Of course, nature for such people cannot be anything other than a source of profit. They kill and destroy animals - no longer for the sake of maintaining their own lives (in their basements there would be enough reserves for several such lives), but for the sake of sport, for the sake of some kind of animal pleasure. A striking example This is a description of the struggle between Ignatich and the king fish. The fisherman's net caught not only a huge sturgeon, but a large number of sterlet, to which the hero does not pay any attention. It is important for him to catch the king fish, because this happens once in a lifetime, and everything else does not exist for him, so the sterlet dies just like the bird in the story “The Black Feather is Flying,” meaningless and in vain.

Nature does not forgive insults, and the Commander, and the Lady, and Rumble, and other poachers will have to pay in full for the evil done to her. Because, the writer confidently and openly declares, “no crime passes without a trace.” Physical, and especially moral suffering, is fair retribution for daring attempts to conquer, subjugate or even destroy at least a part of nature.

Encroaching on Living being, whether it is a mother fish carrying millions of eggs, or a bird, or a bear in the forest, a person breaks the chain that connects him with nature, with the harmony of a single, integral life on earth. He falls out of this chain and is left alone. And it is no longer possible to go back and correct your mistakes.

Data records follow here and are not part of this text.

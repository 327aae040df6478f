//! Per-item transfer worker.
//!
//! A worker takes one [`TransferTask`] end-to-end: download, spool, size
//! check, upload, checksum check, ledger record. Failures are classified at
//! this boundary and turned into [`TaskOutcome`]s; nothing here aborts the run
//! except a ledger flush failure, which is fatal by contract.

use std::path::PathBuf;
use std::sync::Arc;
use std::time::Duration;

use bytes::Bytes;
use chrono::Utc;
use tracing::{debug, info, warn};

use crate::ledger::{Ledger, LedgerEntry};
use crate::remote::{RemoteItem, RemoteStore};
use crate::utils::errors::{EngineError, TransferError};
use crate::validate;

/// One file scheduled for mirroring.
#[derive(Debug, Clone)]
pub struct TransferTask {
    /// The source file (kind is always FILE).
    pub item: RemoteItem,
    /// Id of the already-created mirror folder that should contain the copy.
    pub dest_folder_id: String,
    /// Attempts made so far, across passes.
    pub attempt: u32,
}

impl TransferTask {
    pub fn new(item: RemoteItem, dest_folder_id: String) -> Self {
        Self {
            item,
            dest_folder_id,
            attempt: 0,
        }
    }
}

/// Terminal result of processing one task within a pass.
#[derive(Debug)]
pub enum TaskOutcome {
    Succeeded {
        bytes: u64,
        /// Whether a server checksum was available and matched. False only
        /// when the backend reports no checksum for this file.
        checksum_validated: bool,
    },
    /// The ledger already had an entry; nothing was transferred.
    Skipped,
    /// Transient failure after exhausting the pass's attempt ceiling.
    FailedRetryable(TransferError),
    /// Terminal failure; no further attempts in any pass.
    FailedTerminal(TransferError),
}

enum AttemptError {
    Transfer(TransferError),
    Fatal(EngineError),
}

impl From<TransferError> for AttemptError {
    fn from(err: TransferError) -> Self {
        AttemptError::Transfer(err)
    }
}

impl From<std::io::Error> for AttemptError {
    fn from(err: std::io::Error) -> Self {
        AttemptError::Transfer(TransferError::Io(err))
    }
}

/// Executes single transfer tasks with local retry.
pub struct TransferWorker<S> {
    store: Arc<S>,
    ledger: Arc<Ledger>,
    spool_dir: PathBuf,
    backoff: Duration,
}

impl<S: RemoteStore> TransferWorker<S> {
    /// `spool_dir` must exist; the orchestrator creates it before dispatch.
    pub fn new(store: Arc<S>, ledger: Arc<Ledger>, spool_dir: PathBuf, backoff: Duration) -> Self {
        Self {
            store,
            ledger,
            spool_dir,
            backoff,
        }
    }

    /// Process one task with up to `ceiling` strictly sequential attempts.
    ///
    /// Transient failures back off exponentially between attempts; a terminal
    /// failure short-circuits immediately. Only a ledger persistence failure
    /// escapes as an error and aborts the run.
    pub async fn process(
        &self,
        task: &mut TransferTask,
        ceiling: u32,
    ) -> Result<TaskOutcome, EngineError> {
        // Workers consult the ledger themselves; the walker's pre-filtering
        // makes this rare, but a resumed retry pass can race a prior success.
        if self.ledger.has(&task.item.id) {
            debug!("Skipped (already backed up): {}", task.item.name);
            return Ok(TaskOutcome::Skipped);
        }

        let mut attempts_this_pass = 0u32;
        loop {
            attempts_this_pass += 1;
            task.attempt += 1;

            match self.attempt_once(&task.item, &task.dest_folder_id).await {
                Ok((bytes, checksum_validated)) => {
                    info!(
                        "Mirrored {} ({} bytes, attempt {})",
                        task.item.name, bytes, task.attempt
                    );
                    return Ok(TaskOutcome::Succeeded {
                        bytes,
                        checksum_validated,
                    });
                }
                Err(AttemptError::Fatal(err)) => return Err(err),
                Err(AttemptError::Transfer(err)) if !err.is_transient() => {
                    warn!("Terminal failure for {}: {}", task.item.name, err);
                    return Ok(TaskOutcome::FailedTerminal(err));
                }
                Err(AttemptError::Transfer(err)) => {
                    warn!(
                        "Attempt {}/{} failed for {}: {}",
                        attempts_this_pass, ceiling, task.item.name, err
                    );
                    if attempts_this_pass >= ceiling {
                        return Ok(TaskOutcome::FailedRetryable(err));
                    }
                    let delay = self.backoff * 2u32.saturating_pow(attempts_this_pass - 1);
                    if !delay.is_zero() {
                        tokio::time::sleep(delay).await;
                    }
                }
            }
        }
    }

    /// One full download→validate→upload→validate→record sequence.
    ///
    /// The spool file is a `NamedTempFile`, removed on every exit path when
    /// the guard drops, so temporary storage never leaks across attempts.
    async fn attempt_once(
        &self,
        item: &RemoteItem,
        dest_folder_id: &str,
    ) -> Result<(u64, bool), AttemptError> {
        let content = self.store.download(&item.id).await?;

        let spool = tempfile::Builder::new()
            .prefix("mirror-")
            .suffix(".part")
            .tempfile_in(&self.spool_dir)?;
        let spool_path = spool.path().to_path_buf();
        tokio::fs::write(&spool_path, &content).await?;

        let observed = tokio::fs::metadata(&spool_path).await?.len();
        if let Some(expected) = item.size {
            if !validate::size_matches(expected, observed) {
                return Err(TransferError::SizeMismatch { expected, observed }.into());
            }
        }

        let payload = Bytes::from(tokio::fs::read(&spool_path).await?);
        let receipt = self.store.upload(&item.name, dest_folder_id, payload).await?;

        let mut checksum_validated = false;
        if let (Some(expected), Some(reported)) = (&item.checksum, &receipt.checksum) {
            if !validate::checksum_matches(expected, reported) {
                // Discard the bad copy before the retry creates a fresh one.
                if let Err(e) = self.store.delete(&receipt.id).await {
                    warn!("Could not delete mismatched copy {}: {}", receipt.id, e);
                }
                return Err(TransferError::ChecksumMismatch {
                    expected: expected.clone(),
                    observed: reported.clone(),
                }
                .into());
            }
            checksum_validated = true;
        }

        let entry = LedgerEntry {
            dest_id: receipt.id,
            size: observed,
            checksum: item.checksum.clone(),
            completed_at: Utc::now(),
        };
        if self.ledger.record(&item.id, entry) {
            // Durability: the crash window must only ever cover in-flight items.
            self.ledger.flush().map_err(AttemptError::Fatal)?;
        }

        Ok((observed, checksum_validated))
    }
}
pub mod errors;
pub mod logger;
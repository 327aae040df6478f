//! Logging configuration using tracing.

use tracing_subscriber::{layer::SubscriberExt, util::SubscriberInitExt, EnvFilter};

use crate::config::LogConfig;

/// Install the global subscriber for a run, honoring `RUST_LOG` over the
/// configured level. Embedding applications call this once before
/// [`MirrorEngine::run`](crate::MirrorEngine::run); a second call fails
/// rather than replacing an already-installed subscriber.
pub fn init(config: &LogConfig) -> anyhow::Result<()> {
    let filter = EnvFilter::try_from_default_env()
        .or_else(|_| EnvFilter::try_new(&config.level))
        .unwrap_or_else(|_| EnvFilter::new("info"));

    tracing_subscriber::registry()
        .with(filter)
        .with(tracing_subscriber::fmt::layer())
        .try_init()?;

    Ok(())
}
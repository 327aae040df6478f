//! Final run report.
//!
//! Pure aggregation over walk statistics, terminal task outcomes, and the
//! verification result. Building a report mutates nothing.

use std::fmt;
use std::time::Duration;

use crate::utils::errors::TransferError;

/// One terminally failed file, listed so a rerun can be targeted or diagnosed.
#[derive(Debug, Clone)]
pub struct FailedFile {
    pub id: String,
    pub name: String,
    pub error_kind: &'static str,
    pub error: String,
}

impl FailedFile {
    pub fn new(id: &str, name: &str, err: &TransferError) -> Self {
        Self {
            id: id.to_string(),
            name: name.to_string(),
            error_kind: err.kind(),
            error: err.to_string(),
        }
    }
}

/// Aggregated outcome of one mirror run.
#[derive(Debug)]
pub struct RunReport {
    /// Destination folders ensured this run (excluding the mirror root).
    pub folders: usize,
    /// Files successfully transferred and validated this run.
    pub files_transferred: usize,
    /// Files skipped because the ledger already held an entry.
    pub files_skipped: usize,
    /// Sum of validated sizes over this run's successful transfers.
    pub total_bytes: u64,
    /// Successful transfers whose server checksum matched the source.
    pub files_validated: usize,
    /// Terminally failed files.
    pub failed: Vec<FailedFile>,
    /// Files counted under the destination root during VERIFY.
    pub destination_files: usize,
    /// Ledger entries after the run (the expected destination count).
    pub ledger_entries: usize,
    /// Whether the VERIFY counts matched.
    pub verification_ok: bool,
    pub elapsed: Duration,
    /// True iff no terminal failures and verification matched.
    pub success: bool,
}

/// Accumulates the pieces of a [`RunReport`].
#[derive(Debug, Default)]
pub struct ReportBuilder {
    pub folders: usize,
    pub files_transferred: usize,
    pub files_skipped: usize,
    pub total_bytes: u64,
    pub files_validated: usize,
    pub failed: Vec<FailedFile>,
    pub destination_files: usize,
    pub ledger_entries: usize,
    pub verification_ok: bool,
    pub elapsed: Duration,
}

impl ReportBuilder {
    pub fn finish(self) -> RunReport {
        let success = self.failed.is_empty() && self.verification_ok;
        RunReport {
            folders: self.folders,
            files_transferred: self.files_transferred,
            files_skipped: self.files_skipped,
            total_bytes: self.total_bytes,
            files_validated: self.files_validated,
            failed: self.failed,
            destination_files: self.destination_files,
            ledger_entries: self.ledger_entries,
            verification_ok: self.verification_ok,
            elapsed: self.elapsed,
            success,
        }
    }
}

impl fmt::Display for RunReport {
    fn fmt(&self, f: &mut fmt::Formatter<'_>) -> fmt::Result {
        writeln!(
            f,
            "Mirror run {} in {:.1}s",
            if self.success { "succeeded" } else { "finished with failures" },
            self.elapsed.as_secs_f64()
        )?;
        writeln!(
            f,
            "  folders: {}, transferred: {}, skipped: {}, bytes: {}",
            self.folders, self.files_transferred, self.files_skipped, self.total_bytes
        )?;
        writeln!(
            f,
            "  validated: {}/{}, destination files: {} (expected {}), verification: {}",
            self.files_validated,
            self.files_transferred,
            self.destination_files,
            self.ledger_entries,
            if self.verification_ok { "ok" } else { "MISMATCH" }
        )?;
        for failure in &self.failed {
            writeln!(
                f,
                "  failed: {} ({}) [{}] {}",
                failure.name, failure.id, failure.error_kind, failure.error
            )?;
        }
        Ok(())
    }
}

But Viktor Astafiev condemns not only the thieves of forests and rivers, he raises more global questions about the barbaric activities of man on Earth. One of the main goals of “Tsar Fish” is to expose poaching in the broadest interpretation of the word. After all, a poacher is not only a person who steals fish or animals from the state. A poacher is the one who builds a power plant over a clean lake, and the one who gives permission to cut down virgin forests, and even the one who does not interfere with these actions. The author condemns society from the point of view of modernity, and human behavior itself seems immoral to him. At the very end of the work, he shows the difference between himself and other people: “There is one special rock on Biryusa. About ten versts from the mouth of the Biryusa, like a half-opened book, touched by rust and the decay of time, it stands heavily in the water. On one side of the rock, on the one that opens like a page into the depths of the continent, whether by an ancient artist or by the forces of nature, a human face is drawn - big-nosed, two-eyed, with a compressed crooked mouth: when you pass close, it is tearful, but when you move away, it grins , winks, we live, they say, we create, guys!... - Here she is! I shuddered and woke up. The passengers on the plane were glued to the windows, staring at the receding hydroelectric station. They admired the creation of their hands..." - this moment clearly shows that modern man has no time for the beauties of the natural world, his eyes can only rejoice in the urban landscape...

Astafiev man nature


Conclusion


In the narrative “Tsar Fish” Astafiev speaks of the need and urgency of a “return to nature.” Ecological issues become the subject of philosophical discussion about the biological and spiritual survival of people. The attitude towards nature acts as a test of the spiritual viability of an individual.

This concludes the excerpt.